> _Exercise prompt_
In the entries that follow, the line with "Scheduler error types" opens the range and the line with "pub type Result<T>" closes it; repeat that range exactly, both lines included.

Dataset content Block Start

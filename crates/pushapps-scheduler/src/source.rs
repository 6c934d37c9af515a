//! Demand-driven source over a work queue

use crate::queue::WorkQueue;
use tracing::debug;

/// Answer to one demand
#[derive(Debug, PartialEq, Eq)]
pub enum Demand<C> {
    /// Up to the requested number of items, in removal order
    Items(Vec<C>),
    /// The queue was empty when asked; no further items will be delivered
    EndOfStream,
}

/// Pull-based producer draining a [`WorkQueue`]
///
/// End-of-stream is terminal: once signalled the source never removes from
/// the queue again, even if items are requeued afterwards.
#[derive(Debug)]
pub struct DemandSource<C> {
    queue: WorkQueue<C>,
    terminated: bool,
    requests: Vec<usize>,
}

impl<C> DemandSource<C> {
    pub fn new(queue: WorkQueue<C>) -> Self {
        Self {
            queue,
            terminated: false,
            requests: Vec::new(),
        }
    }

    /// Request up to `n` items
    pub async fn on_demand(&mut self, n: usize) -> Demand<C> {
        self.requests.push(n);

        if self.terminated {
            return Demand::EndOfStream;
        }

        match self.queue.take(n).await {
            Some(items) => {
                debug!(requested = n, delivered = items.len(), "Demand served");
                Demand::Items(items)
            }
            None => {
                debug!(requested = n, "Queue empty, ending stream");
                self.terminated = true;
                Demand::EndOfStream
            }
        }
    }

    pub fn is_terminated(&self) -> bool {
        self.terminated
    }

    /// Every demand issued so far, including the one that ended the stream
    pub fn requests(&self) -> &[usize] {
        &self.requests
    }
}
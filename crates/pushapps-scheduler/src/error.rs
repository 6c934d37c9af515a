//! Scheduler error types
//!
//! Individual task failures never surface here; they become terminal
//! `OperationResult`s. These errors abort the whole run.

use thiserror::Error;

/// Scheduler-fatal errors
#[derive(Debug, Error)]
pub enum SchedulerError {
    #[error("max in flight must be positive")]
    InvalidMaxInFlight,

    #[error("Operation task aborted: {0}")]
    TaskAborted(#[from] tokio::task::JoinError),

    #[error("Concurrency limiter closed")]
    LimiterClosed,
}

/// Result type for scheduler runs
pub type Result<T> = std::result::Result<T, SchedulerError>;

Dataset content Block End
Dataset content Block Start

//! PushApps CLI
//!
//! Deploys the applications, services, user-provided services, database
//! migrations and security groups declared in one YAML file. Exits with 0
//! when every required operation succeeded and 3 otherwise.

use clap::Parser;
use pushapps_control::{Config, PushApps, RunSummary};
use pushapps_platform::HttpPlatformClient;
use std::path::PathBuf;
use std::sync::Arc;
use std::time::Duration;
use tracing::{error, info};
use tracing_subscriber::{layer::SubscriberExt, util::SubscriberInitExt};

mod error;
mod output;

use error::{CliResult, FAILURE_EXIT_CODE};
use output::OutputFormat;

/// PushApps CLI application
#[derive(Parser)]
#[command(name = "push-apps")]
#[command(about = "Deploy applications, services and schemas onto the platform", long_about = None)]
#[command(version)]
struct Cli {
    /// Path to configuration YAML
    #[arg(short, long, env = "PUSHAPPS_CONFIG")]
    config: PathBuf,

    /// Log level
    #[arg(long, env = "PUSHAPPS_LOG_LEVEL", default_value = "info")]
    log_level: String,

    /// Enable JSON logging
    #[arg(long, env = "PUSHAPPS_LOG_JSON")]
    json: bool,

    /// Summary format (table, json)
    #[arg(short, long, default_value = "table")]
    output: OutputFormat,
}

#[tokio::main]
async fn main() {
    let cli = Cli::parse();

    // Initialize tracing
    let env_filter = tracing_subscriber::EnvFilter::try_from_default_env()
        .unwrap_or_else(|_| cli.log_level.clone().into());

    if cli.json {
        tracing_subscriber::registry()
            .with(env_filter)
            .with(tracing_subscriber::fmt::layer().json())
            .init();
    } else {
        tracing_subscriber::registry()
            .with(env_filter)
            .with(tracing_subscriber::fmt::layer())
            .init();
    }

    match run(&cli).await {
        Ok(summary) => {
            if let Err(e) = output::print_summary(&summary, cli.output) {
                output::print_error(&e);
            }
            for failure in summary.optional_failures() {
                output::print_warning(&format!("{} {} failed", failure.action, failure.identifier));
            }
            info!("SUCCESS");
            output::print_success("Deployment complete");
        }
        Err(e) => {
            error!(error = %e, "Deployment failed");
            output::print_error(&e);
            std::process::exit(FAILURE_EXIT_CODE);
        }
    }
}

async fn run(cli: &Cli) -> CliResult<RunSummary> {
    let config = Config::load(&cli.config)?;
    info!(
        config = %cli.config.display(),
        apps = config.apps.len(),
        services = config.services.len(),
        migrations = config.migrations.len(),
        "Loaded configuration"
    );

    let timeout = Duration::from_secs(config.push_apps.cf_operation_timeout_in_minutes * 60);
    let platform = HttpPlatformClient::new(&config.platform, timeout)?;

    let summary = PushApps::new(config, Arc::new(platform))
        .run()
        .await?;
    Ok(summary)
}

Dataset content Block End

> _Response for this exercise_
//! Scheduler error types
//!
//! Individual task failures never surface here; they become terminal
//! `OperationResult`s. These errors abort the whole run.

use thiserror::Error;

/// Scheduler-fatal errors
#[derive(Debug, Error)]
pub enum SchedulerError {
    #[error("max in flight must be positive")]
    InvalidMaxInFlight,

    #[error("Operation task aborted: {0}")]
    TaskAborted(#[from] tokio::task::JoinError),

    #[error("Concurrency limiter closed")]
    LimiterClosed,
}

/// Result type for scheduler runs
pub type Result<T> = std::result::Result<T, SchedulerError>;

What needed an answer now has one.